◆ **DESCRIPTION OF THE TASK**
Give again the lines of the data from its first line through the line with "MarketDataSource for BittrexConnector<R>". Change nothing.

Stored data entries
========================================

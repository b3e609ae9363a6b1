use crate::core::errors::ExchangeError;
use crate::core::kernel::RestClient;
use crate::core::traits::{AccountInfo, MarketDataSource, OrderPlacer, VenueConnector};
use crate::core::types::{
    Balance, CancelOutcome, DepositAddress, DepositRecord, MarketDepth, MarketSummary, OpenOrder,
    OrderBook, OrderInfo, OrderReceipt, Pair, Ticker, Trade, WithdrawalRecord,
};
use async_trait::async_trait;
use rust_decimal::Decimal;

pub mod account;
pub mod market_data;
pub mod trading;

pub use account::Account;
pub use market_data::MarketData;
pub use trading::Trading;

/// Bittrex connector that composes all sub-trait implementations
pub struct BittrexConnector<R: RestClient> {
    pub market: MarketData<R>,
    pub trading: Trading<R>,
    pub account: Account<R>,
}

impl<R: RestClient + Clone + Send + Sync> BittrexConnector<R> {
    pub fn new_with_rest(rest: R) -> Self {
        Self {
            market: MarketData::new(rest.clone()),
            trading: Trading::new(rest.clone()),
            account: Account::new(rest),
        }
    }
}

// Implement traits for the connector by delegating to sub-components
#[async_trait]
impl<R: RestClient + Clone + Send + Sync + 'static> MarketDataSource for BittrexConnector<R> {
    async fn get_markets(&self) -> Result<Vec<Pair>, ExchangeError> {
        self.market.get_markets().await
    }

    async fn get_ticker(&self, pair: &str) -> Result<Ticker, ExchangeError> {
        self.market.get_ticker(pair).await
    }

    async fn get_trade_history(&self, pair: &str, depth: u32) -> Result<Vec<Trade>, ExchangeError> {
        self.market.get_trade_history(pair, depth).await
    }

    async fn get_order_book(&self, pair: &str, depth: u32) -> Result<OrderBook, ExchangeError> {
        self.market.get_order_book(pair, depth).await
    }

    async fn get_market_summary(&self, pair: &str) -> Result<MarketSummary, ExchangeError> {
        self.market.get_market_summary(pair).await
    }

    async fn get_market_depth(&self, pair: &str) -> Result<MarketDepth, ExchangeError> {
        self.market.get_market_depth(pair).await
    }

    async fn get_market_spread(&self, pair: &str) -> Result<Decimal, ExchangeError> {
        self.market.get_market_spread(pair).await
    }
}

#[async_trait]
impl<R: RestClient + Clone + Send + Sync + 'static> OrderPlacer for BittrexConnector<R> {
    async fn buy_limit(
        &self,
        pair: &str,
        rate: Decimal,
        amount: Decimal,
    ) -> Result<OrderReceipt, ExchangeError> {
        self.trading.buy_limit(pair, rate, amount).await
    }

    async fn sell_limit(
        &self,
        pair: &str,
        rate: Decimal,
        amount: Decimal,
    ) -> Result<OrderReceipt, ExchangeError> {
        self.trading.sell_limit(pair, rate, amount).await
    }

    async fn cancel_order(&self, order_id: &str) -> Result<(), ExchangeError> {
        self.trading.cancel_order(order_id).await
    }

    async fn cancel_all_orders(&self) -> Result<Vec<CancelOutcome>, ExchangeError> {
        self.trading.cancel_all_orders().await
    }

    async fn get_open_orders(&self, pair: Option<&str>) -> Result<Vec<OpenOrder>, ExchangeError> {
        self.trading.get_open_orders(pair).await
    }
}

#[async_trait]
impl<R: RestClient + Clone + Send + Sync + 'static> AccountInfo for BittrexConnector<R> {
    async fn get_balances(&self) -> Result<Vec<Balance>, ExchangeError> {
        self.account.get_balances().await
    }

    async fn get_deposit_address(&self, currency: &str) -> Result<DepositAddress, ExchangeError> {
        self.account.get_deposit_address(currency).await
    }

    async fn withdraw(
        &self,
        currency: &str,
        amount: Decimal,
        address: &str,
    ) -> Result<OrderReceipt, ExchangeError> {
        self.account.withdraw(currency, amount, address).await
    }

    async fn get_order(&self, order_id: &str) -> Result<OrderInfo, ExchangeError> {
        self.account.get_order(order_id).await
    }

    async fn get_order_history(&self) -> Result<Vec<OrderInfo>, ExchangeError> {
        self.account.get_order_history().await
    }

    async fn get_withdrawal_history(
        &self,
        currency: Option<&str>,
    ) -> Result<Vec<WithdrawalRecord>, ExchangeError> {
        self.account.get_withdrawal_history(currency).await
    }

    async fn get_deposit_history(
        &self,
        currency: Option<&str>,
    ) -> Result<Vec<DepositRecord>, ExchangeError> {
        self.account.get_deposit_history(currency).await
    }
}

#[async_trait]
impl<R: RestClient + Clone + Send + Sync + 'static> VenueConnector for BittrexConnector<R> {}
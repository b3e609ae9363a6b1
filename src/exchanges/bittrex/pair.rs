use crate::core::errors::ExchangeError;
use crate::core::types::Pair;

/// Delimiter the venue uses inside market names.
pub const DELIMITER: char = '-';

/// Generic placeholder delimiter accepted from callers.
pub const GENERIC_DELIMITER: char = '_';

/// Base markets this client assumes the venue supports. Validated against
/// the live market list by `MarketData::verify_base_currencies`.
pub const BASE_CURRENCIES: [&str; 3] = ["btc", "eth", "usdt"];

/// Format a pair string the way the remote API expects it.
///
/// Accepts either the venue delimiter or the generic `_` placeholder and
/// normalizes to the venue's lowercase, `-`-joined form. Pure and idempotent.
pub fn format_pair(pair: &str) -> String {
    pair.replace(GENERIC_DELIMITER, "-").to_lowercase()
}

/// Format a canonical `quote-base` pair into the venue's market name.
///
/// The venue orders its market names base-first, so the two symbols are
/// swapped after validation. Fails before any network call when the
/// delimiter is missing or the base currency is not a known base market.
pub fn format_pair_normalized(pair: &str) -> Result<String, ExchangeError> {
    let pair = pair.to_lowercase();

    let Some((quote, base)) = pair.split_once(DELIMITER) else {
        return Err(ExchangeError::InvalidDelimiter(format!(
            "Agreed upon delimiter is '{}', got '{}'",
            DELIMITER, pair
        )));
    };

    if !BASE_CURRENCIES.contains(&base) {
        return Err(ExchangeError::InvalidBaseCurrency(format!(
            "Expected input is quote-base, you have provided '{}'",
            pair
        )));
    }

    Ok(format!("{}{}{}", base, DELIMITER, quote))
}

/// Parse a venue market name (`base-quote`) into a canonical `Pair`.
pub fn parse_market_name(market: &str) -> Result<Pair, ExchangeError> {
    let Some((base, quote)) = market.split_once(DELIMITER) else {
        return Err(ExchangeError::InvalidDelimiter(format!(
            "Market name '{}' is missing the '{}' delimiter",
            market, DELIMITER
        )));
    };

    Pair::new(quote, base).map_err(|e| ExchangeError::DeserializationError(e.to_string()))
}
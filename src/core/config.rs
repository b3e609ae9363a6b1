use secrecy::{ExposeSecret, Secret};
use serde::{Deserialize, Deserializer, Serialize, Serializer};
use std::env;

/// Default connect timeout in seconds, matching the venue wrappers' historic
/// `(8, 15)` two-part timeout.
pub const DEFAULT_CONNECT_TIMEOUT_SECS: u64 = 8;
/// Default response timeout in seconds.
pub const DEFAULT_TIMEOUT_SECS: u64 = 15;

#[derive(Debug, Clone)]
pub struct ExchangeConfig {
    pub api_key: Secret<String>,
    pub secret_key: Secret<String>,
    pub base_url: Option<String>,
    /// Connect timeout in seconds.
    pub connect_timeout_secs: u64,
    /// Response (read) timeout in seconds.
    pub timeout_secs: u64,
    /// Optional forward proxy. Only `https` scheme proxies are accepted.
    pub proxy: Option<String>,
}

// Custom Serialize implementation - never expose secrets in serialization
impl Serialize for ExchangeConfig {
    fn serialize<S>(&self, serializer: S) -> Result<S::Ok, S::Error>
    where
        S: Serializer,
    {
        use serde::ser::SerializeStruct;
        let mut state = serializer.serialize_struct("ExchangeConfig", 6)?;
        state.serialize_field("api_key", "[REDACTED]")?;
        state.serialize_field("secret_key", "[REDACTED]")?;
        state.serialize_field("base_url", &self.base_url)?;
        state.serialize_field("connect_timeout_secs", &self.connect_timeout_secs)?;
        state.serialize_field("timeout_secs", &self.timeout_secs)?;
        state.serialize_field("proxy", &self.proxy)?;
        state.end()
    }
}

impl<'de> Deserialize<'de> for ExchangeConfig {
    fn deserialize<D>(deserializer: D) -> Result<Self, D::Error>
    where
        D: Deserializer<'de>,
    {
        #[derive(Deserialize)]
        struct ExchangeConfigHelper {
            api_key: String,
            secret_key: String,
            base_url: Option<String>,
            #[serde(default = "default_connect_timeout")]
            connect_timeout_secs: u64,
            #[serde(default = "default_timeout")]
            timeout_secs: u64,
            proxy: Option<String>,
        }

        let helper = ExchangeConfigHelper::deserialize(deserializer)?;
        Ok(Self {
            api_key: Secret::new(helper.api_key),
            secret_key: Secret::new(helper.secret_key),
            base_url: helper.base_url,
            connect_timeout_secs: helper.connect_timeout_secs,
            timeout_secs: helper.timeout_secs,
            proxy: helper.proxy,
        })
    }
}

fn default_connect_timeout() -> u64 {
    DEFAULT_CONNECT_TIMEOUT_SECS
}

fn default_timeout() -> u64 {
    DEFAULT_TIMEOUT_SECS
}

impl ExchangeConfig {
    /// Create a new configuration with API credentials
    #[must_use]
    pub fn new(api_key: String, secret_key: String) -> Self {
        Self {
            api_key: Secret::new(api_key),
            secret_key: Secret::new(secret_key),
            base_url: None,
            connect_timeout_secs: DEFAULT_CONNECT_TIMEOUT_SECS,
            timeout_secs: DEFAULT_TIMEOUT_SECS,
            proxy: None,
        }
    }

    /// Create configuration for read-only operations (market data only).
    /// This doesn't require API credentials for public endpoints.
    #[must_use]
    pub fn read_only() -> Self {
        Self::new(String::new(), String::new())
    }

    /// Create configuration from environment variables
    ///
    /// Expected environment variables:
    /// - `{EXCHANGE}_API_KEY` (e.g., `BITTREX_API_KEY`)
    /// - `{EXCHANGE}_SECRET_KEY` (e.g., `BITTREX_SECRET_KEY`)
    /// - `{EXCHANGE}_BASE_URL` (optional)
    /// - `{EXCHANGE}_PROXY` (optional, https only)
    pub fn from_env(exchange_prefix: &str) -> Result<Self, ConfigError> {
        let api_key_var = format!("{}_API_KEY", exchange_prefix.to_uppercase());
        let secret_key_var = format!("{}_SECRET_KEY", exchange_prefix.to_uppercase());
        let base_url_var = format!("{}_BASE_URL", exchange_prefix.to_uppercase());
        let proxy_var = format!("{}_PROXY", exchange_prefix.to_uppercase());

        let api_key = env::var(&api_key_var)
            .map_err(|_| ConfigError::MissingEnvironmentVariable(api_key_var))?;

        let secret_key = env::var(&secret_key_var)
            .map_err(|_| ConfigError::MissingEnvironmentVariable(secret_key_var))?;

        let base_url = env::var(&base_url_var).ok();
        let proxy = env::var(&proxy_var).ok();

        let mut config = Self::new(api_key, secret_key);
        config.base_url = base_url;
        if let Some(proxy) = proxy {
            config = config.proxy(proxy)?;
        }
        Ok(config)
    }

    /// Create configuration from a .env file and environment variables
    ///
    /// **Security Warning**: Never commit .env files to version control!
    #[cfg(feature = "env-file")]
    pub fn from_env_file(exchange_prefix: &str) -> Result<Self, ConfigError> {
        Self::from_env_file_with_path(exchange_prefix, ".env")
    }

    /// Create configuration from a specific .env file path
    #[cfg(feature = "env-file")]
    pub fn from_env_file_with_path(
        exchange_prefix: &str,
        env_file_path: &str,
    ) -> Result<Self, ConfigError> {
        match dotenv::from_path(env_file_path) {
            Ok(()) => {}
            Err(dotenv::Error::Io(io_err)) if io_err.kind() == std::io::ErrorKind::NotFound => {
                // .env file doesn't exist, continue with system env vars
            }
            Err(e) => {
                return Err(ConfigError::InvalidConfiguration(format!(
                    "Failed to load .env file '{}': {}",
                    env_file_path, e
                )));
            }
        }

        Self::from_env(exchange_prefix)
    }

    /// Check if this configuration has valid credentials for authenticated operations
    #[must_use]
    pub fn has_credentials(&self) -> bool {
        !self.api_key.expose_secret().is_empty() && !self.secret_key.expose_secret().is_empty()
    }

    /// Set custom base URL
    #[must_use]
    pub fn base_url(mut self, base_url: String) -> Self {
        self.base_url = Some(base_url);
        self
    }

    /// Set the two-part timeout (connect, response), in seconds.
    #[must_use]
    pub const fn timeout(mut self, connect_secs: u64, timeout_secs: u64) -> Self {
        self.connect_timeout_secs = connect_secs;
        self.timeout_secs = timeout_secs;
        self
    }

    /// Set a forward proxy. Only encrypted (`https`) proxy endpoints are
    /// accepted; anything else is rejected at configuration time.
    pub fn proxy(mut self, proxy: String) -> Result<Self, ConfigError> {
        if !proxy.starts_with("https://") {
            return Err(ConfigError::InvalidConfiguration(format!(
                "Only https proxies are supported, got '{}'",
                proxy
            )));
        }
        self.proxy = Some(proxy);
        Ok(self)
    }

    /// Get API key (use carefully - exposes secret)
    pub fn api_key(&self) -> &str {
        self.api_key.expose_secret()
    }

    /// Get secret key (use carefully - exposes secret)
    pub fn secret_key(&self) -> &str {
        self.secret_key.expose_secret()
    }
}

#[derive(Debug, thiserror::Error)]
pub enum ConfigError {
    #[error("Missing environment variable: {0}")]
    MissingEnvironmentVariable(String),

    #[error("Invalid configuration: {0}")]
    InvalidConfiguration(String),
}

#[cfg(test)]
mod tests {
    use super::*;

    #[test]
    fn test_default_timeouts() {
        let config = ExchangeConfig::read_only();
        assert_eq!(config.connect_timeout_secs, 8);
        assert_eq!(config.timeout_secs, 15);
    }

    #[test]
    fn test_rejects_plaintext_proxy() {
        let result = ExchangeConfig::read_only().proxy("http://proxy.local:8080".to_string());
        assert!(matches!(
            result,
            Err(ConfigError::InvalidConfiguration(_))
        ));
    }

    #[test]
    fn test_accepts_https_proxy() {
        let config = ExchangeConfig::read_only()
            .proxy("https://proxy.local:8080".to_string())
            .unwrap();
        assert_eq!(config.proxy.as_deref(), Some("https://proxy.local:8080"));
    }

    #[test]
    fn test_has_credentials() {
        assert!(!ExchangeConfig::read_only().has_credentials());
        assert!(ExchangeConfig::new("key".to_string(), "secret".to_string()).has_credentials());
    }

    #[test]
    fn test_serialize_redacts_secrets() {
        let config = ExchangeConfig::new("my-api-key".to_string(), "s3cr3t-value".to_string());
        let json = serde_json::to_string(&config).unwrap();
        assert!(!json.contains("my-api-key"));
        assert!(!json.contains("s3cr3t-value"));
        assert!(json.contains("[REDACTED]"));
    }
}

========================================

◆ **WRITTEN SOLUTION**
repository b3e609ae9363a6b1
use crate::core::errors::ExchangeError;
use crate::core::kernel::RestClient;
use crate::core::traits::{AccountInfo, MarketDataSource, OrderPlacer, VenueConnector};
use crate::core::types::{
    Balance, CancelOutcome, DepositAddress, DepositRecord, MarketDepth, MarketSummary, OpenOrder,
    OrderBook, OrderInfo, OrderReceipt, Pair, Ticker, Trade, WithdrawalRecord,
};
use async_trait::async_trait;
use rust_decimal::Decimal;

pub mod account;
pub mod market_data;
pub mod trading;

pub use account::Account;
pub use market_data::MarketData;
pub use trading::Trading;

/// Bittrex connector that composes all sub-trait implementations
pub struct BittrexConnector<R: RestClient> {
    pub market: MarketData<R>,
    pub trading: Trading<R>,
    pub account: Account<R>,
}

impl<R: RestClient + Clone + Send + Sync> BittrexConnector<R> {
    pub fn new_with_rest(rest: R) -> Self {
        Self {
            market: MarketData::new(rest.clone()),
            trading: Trading::new(rest.clone()),
            account: Account::new(rest),
        }
    }
}

// Implement traits for the connector by delegating to sub-components
#[async_trait]
impl<R: RestClient + Clone + Send + Sync + 'static> MarketDataSource for BittrexConnector<R> {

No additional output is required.